A few common examples of intra-articular thumb fractures include:

  • Bennet fracture: a fracture in the base of the metacarpal that may involve the growth plate. Thus, it is important to receive proper treatment to avoid long-term effects.
  • Rolando fracture: a fracture in the base of the metacarpal, but does not involve the growth plate.

Extra-articular fractures do not involve the joint and are associated with better outcomes after treatment.

Signs and Symptoms:

Most children will experience immediate, intense pain upon fracturing the thumb.

Other symptoms may include:

  • Swelling and bruising
  • Visible deformity (crooked thumb)
  • Inability to properly move the thumb or grasp objects
  • Weakness and numbness in the thumb


If a thumb fracture is suspected based on the symptoms above, it is important to see a doctor as soon as possible for physical examination and imaging tests (X-ray). If treatment is delayed, it may be more difficult to fix the bone alignment and treat the broken thumb.

During physical exam, the doctor will carefully inspect the thumb, and test for nerve and blood vessel involvement. Typically, X-ray imaging is sufficient to confirm the diagnosis of a thumb fracture.

If the fracture is severe or complicated, it may be necessary to use other imaging techniques such as ultrasound, MRI, or CT scans.


Treatment plans for thumb fractures vary based on the type, severity, and location of the fracture. A Campbell Clinic orthopedic physician will address the findings from physical exam and imaging studies (X-ray) to determine the best treatment plan for the fractured thumb.

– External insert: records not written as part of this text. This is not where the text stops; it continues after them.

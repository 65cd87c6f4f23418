//! Build, load and export round trips through real container files.

use std::fs;
use std::path::{Path, PathBuf};
use std::sync::{Arc, Mutex};

use resvault_common::{CasePolicy, Error, TextEncoding};
use resvault_crypto::{digest, digest_file};
use resvault_storage::INDEX_FILE_NAME;
use resvault_vault::{
    EngineConfig, IndexEntry, BACKUP_FILE_NAME, IndexFile, ProgressEvent, SortBy, VaultEngine, VaultState,
};
use tempfile::TempDir;

fn write(dir: &Path, rel: &str, bytes: &[u8]) -> PathBuf {
    let path = dir.join(rel);
    fs::create_dir_all(path.parent().unwrap()).unwrap();
    fs::write(&path, bytes).unwrap();
    path
}

fn engine() -> VaultEngine {
    VaultEngine::new(EngineConfig::default()).unwrap()
}

#[test]
fn two_files_share_one_container() {
    let temp = TempDir::new().unwrap();
    let source = temp.path().join("src");
    write(&source, "a.txt", b"0123456789");
    write(&source, "b.bin", &[7u8; 20]);

    let config = EngineConfig {
        max_container_size: 30,
        ..EngineConfig::default()
    };
    let mut engine = VaultEngine::new(config).unwrap();
    engine.build(&source, &temp.path().join("out")).unwrap();

    assert_eq!(engine.row_count(), 2);
    let a = engine.get_entry("a.txt").unwrap();
    let b = engine.get_entry("b.bin").unwrap();
    assert_eq!(a.data_id, 0);
    assert_eq!(b.data_id, 0);
    assert_eq!(b.offset, a.length);
    assert_eq!(b.offset, 10);

    let list = engine.extension_list();
    assert_eq!(list.len(), 2);
    assert!(list.iter().all(|info| info.count == 1));
}

#[test]
fn build_then_load_reproduces_everything() {
    let temp = TempDir::new().unwrap();
    let source = temp.path().join("src");
    let out = temp.path().join("out");
    write(&source, "readme.txt", b"plain text");
    write(&source, "scripts/boot.lua", b"print('boot')");
    write(&source, "tables/items.rdb", &[0xAB; 300]);
    write(&source, "maps/field.bin", &(0..=255u8).collect::<Vec<_>>());

    let mut built = engine();
    built.build(&source, &out).unwrap();
    let built_entries = built.entries().to_vec();
    built.close();

    let mut loaded = engine();
    loaded.load(&out.join(INDEX_FILE_NAME)).unwrap();
    assert_eq!(loaded.state(), VaultState::Loaded);
    assert_eq!(loaded.row_count(), 4);
    assert_eq!(loaded.entries(), built_entries.as_slice());

    for (name, rel) in [
        ("readme.txt", "readme.txt"),
        ("boot.lua", "scripts/boot.lua"),
        ("items.rdb", "tables/items.rdb"),
        ("field.bin", "maps/field.bin"),
    ] {
        let original = fs::read(source.join(rel)).unwrap();
        assert_eq!(loaded.get_file_bytes(name).unwrap(), original, "{}", name);
        assert!(loaded.compare_with_file(name, &source.join(rel)).unwrap());
    }

    assert!(loaded.extension_encrypted("lua"));
    assert!(loaded.extension_encrypted("rdb"));
    assert!(!loaded.extension_encrypted("bin"));
}

#[test]
fn encrypted_extensions_are_not_stored_in_clear() {
    let temp = TempDir::new().unwrap();
    let source = temp.path().join("src");
    let out = temp.path().join("out");
    let script = b"-- secret quest logic --".to_vec();
    write(&source, "quest.lua", &script);

    let mut engine = engine();
    engine.build(&source, &out).unwrap();

    let stored = fs::read(out.join("data.001")).unwrap();
    assert_eq!(stored.len(), script.len());
    assert_ne!(stored, script);
    assert_eq!(engine.get_file_bytes("quest.lua").unwrap(), script);
}

#[test]
fn export_digest_matches_source() {
    let temp = TempDir::new().unwrap();
    let source = temp.path().join("src");
    let out = temp.path().join("out");
    let export = temp.path().join("export");
    write(&source, "a.txt", b"alpha");
    write(&source, "b.lua", b"return 42");
    write(&source, "c.xml", b"<root/>");

    let mut engine = engine();
    engine.build(&source, &out).unwrap();

    let report = engine.export_all_entries(&export).unwrap();
    assert!(report.is_complete());
    assert_eq!(report.succeeded, vec!["a.txt", "b.lua", "c.xml"]);

    for name in ["a.txt", "b.lua", "c.xml"] {
        assert_eq!(
            digest_file(&export.join(name)).unwrap(),
            digest_file(&source.join(name)).unwrap()
        );
        assert_eq!(
            engine.entry_digest(name).unwrap(),
            digest(&fs::read(source.join(name)).unwrap())
        );
    }

    let entry = engine.get_entry("b.lua").unwrap();
    let single = temp.path().join("single/nested/b.lua");
    engine.export_file_entry(&single, &entry).unwrap();
    assert_eq!(fs::read(single).unwrap(), b"return 42");
}

#[test]
fn export_by_extension_uses_subdirectory() {
    let temp = TempDir::new().unwrap();
    let source = temp.path().join("src");
    let out = temp.path().join("out");
    let export = temp.path().join("export");
    write(&source, "z.TXT", b"z");
    write(&source, "a.txt", b"a");
    write(&source, "m.bin", b"m");

    let mut engine = engine();
    engine.build(&source, &out).unwrap();

    let report = engine.export_ext_entries(&export, "txt").unwrap();
    assert_eq!(report.succeeded, vec!["a.txt", "z.TXT"]);
    assert!(export.join("txt/a.txt").is_file());
    assert!(export.join("txt/z.TXT").is_file());
    assert!(!export.join("txt/m.bin").exists());

    let sorted: Vec<_> = engine
        .get_entries_by_extension("txt", SortBy::Name)
        .into_iter()
        .map(|e| e.name)
        .collect();
    assert_eq!(sorted, vec!["a.txt", "z.TXT"]);
}

#[test]
fn export_continues_past_bad_entries() {
    let temp = TempDir::new().unwrap();
    let source = temp.path().join("src");
    let out = temp.path().join("out");
    write(&source, "good.txt", b"good");

    let mut engine = engine();
    engine.build(&source, &out).unwrap();
    engine.close();

    // Rewrite the index with a second entry whose name escapes the
    // destination directory.
    let index_path = out.join(INDEX_FILE_NAME);
    let enc = TextEncoding::default();
    let mut file = IndexFile::decode(&fs::read(&index_path).unwrap(), enc).unwrap();
    file.entries.push(IndexEntry::new("../escape.txt", 0, 0, 4));
    fs::write(&index_path, file.encode(enc).unwrap()).unwrap();

    engine.load(&index_path).unwrap();
    let export = temp.path().join("export");
    let report = engine.export_all_entries(&export).unwrap();

    assert_eq!(report.succeeded, vec!["good.txt"]);
    assert_eq!(report.failed.len(), 1);
    assert_eq!(report.failed[0].name, "../escape.txt");
    assert!(!temp.path().join("escape.txt").exists());
}

#[test]
fn search_threshold_boundary() {
    let temp = TempDir::new().unwrap();
    let source = temp.path().join("src");
    write(&source, "monster_boss.dds", b"1");
    write(&source, "monster_mob.dds", b"2");
    write(&source, "npc.dds", b"3");

    let mut engine = engine();
    engine.build(&source, &temp.path().join("out")).unwrap();

    assert_eq!(engine.get_entries_by_partial_name("bos").len(), 3);
    let hits = engine.get_entries_by_partial_name("BOSS");
    assert_eq!(hits.len(), 1);
    assert_eq!(hits[0].name, "monster_boss.dds");
    assert_eq!(engine.get_entries_by_partial_name("monster").len(), 2);
}

#[test]
fn import_then_save_survives_reload() {
    let temp = TempDir::new().unwrap();
    let source = temp.path().join("src");
    let out = temp.path().join("out");
    write(&source, "a.txt", b"a");

    let mut engine = engine();
    engine.build(&source, &out).unwrap();
    let added = write(temp.path(), "incoming/b.cfg", b"volume=3");
    engine.import_file_entry(&added).unwrap();
    engine.save(&out).unwrap();

    let mut reloaded = engine_with_case(CasePolicy::Insensitive);
    reloaded.load(&out.join(INDEX_FILE_NAME)).unwrap();
    assert_eq!(reloaded.row_count(), 2);
    assert_eq!(reloaded.get_file_bytes("B.CFG").unwrap(), b"volume=3");
}

fn engine_with_case(case_policy: CasePolicy) -> VaultEngine {
    VaultEngine::new(EngineConfig {
        case_policy,
        ..EngineConfig::default()
    })
    .unwrap()
}

#[test]
fn failed_rebuild_leaves_no_stale_index() {
    let temp = TempDir::new().unwrap();
    let first = temp.path().join("first");
    let second = temp.path().join("second");
    let out = temp.path().join("out");
    write(&first, "a.txt", b"AAAAAAAAAA");
    write(&second, "a.txt", b"BBBBBBBBBB");
    write(&second, "one/x.txt", b"x");
    write(&second, "two/x.txt", b"x");

    engine().build(&first, &out).unwrap();
    let previous = fs::read(out.join(INDEX_FILE_NAME)).unwrap();

    let err = engine().build(&second, &out).unwrap_err();
    assert!(matches!(err, Error::DuplicateName(ref name) if name == "x.txt"));

    assert!(!out.join(INDEX_FILE_NAME).exists());
    assert_eq!(fs::read(out.join(BACKUP_FILE_NAME)).unwrap(), previous);
    assert!(engine().load(&out.join(INDEX_FILE_NAME)).is_err());
}

#[test]
fn failed_rebuild_without_backup_removes_index() {
    let temp = TempDir::new().unwrap();
    let first = temp.path().join("first");
    let second = temp.path().join("second");
    let out = temp.path().join("out");
    write(&first, "a.txt", b"AAAAAAAAAA");
    write(&second, "one/x.txt", b"x");
    write(&second, "two/x.txt", b"x");

    let config = EngineConfig {
        backup: false,
        ..EngineConfig::default()
    };
    VaultEngine::new(config.clone()).unwrap().build(&first, &out).unwrap();
    let mut engine = VaultEngine::new(config).unwrap();
    assert!(engine.build(&second, &out).is_err());

    assert!(!out.join(INDEX_FILE_NAME).exists());
    assert!(!out.join(BACKUP_FILE_NAME).exists());
    assert!(engine.load(&out.join(INDEX_FILE_NAME)).is_err());
}

#[test]
fn load_detects_missing_container() {
    let temp = TempDir::new().unwrap();
    let source = temp.path().join("src");
    let out = temp.path().join("out");
    write(&source, "a.txt", b"a");

    engine().build(&source, &out).unwrap();
    fs::remove_file(out.join("data.001")).unwrap();

    let mut engine = engine();
    let err = engine.load(&out.join(INDEX_FILE_NAME)).unwrap_err();
    assert!(matches!(err, Error::ContainerMissing { data_id: 0, .. }));
    assert_eq!(engine.state(), VaultState::Empty);
    assert_eq!(engine.open_handles(), 0);
}

#[test]
fn load_detects_truncated_container() {
    let temp = TempDir::new().unwrap();
    let source = temp.path().join("src");
    let out = temp.path().join("out");
    write(&source, "a.txt", &[1u8; 50]);

    engine().build(&source, &out).unwrap();
    let container = fs::OpenOptions::new()
        .write(true)
        .open(out.join("data.001"))
        .unwrap();
    container.set_len(20).unwrap();

    let err = engine().load(&out.join(INDEX_FILE_NAME)).unwrap_err();
    assert!(matches!(err, Error::OutOfBounds { size: 20, .. }));
}

#[test]
fn load_rejects_garbage_index() {
    let temp = TempDir::new().unwrap();
    let index = write(temp.path(), INDEX_FILE_NAME, b"definitely not an index");

    let mut engine = engine();
    assert!(matches!(engine.load(&index), Err(Error::CorruptIndex(_))));
    assert_eq!(engine.state(), VaultState::Empty);
}

#[test]
fn load_warns_about_code_page_mismatch() {
    let temp = TempDir::new().unwrap();
    let source = temp.path().join("src");
    let out = temp.path().join("out");
    write(&source, "plain.txt", b"ascii names decode either way");

    engine().build(&source, &out).unwrap();

    let events = Arc::new(Mutex::new(Vec::new()));
    let sink = events.clone();
    let config = EngineConfig {
        encoding: "euc-kr".to_string(),
        ..EngineConfig::default()
    };
    let mut engine = VaultEngine::with_observer(config, move |event: ProgressEvent| {
        sink.lock().unwrap().push(event)
    })
    .unwrap();
    engine.load(&out.join(INDEX_FILE_NAME)).unwrap();

    let warned = events.lock().unwrap().iter().any(|event| {
        matches!(event, ProgressEvent::Message(text) if text.contains("windows-1252"))
    });
    assert!(warned);
    assert_eq!(engine.row_count(), 1);
}

#[test]
fn conflicting_encryption_keeps_first_flag() {
    let temp = TempDir::new().unwrap();
    let source = temp.path().join("src");
    let out = temp.path().join("out");
    write(&source, "init.lua", b"-- plain at build time");

    let plain = EngineConfig {
        encrypted_extensions: Vec::new(),
        ..EngineConfig::default()
    };
    VaultEngine::new(plain)
        .unwrap()
        .build(&source, &out)
        .unwrap();

    let events = Arc::new(Mutex::new(Vec::new()));
    let sink = events.clone();
    let mut engine = VaultEngine::with_observer(EngineConfig::default(), move |event: ProgressEvent| {
        sink.lock().unwrap().push(event)
    })
    .unwrap();
    engine.load(&out.join(INDEX_FILE_NAME)).unwrap();
    assert!(!engine.extension_encrypted("lua"));

    let added = write(temp.path(), "more/extra.lua", b"-- imported later");
    let entry = engine.import_file_entry(&added).unwrap();

    let warned = events.lock().unwrap().iter().any(|event| {
        matches!(event, ProgressEvent::Message(text) if text.contains("already registered"))
    });
    assert!(warned);

    // Stored in clear, matching the flag the vault was built with.
    let raw = fs::read(out.join("data.001")).unwrap();
    let start = entry.offset as usize;
    assert_eq!(&raw[start..start + entry.length as usize], b"-- imported later");
    assert_eq!(engine.get_file_bytes("extra.lua").unwrap(), b"-- imported later");
}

Most children are able to recover from thumb fractures without surgery due to the ability of the bone to remodel.

Non-Surgical Treatment:

If the child is less than 12 years old, the bones are lined up relatively well, and there are no major complications with the fracture, treatment usually consists of the following:

  • Specialized thumb cast (spica cast) for 3-4 weeks
  • Pain management using over the counter medication
  • Range of motion exercises as directed by the orthopedic physician

If the fractured bones are not lined up properly, the orthopedic physician may need to perform a closed reduction procedure in which the bones are pulled back into place without cutting skin.

Surgical Treatment:

In more complicated or severe fractures, surgery may be necessary to correct the bone alignment and clean out the affected area.

During surgery, the physician may use pins, screws, wires, or plates to correct the position of the bone and keep the bone from shifting while it heals. These pieces of hardware are typically removed after about a month of healing.

After surgery, a cast or splint should be worn for 3-6 weeks to protect the thumb while it heals.

Outlook (Prognosis):

With proper treatment and strengthening exercises, most thumb fractures heal without causing any long-term problems in children and teens. Most pediatric thumb fractures fully heal by 6 weeks.

It is typically recommended to schedule follow up appointments with an orthopedic physician every few weeks until the thumb has fully healed, especially in the case of more severe fracture.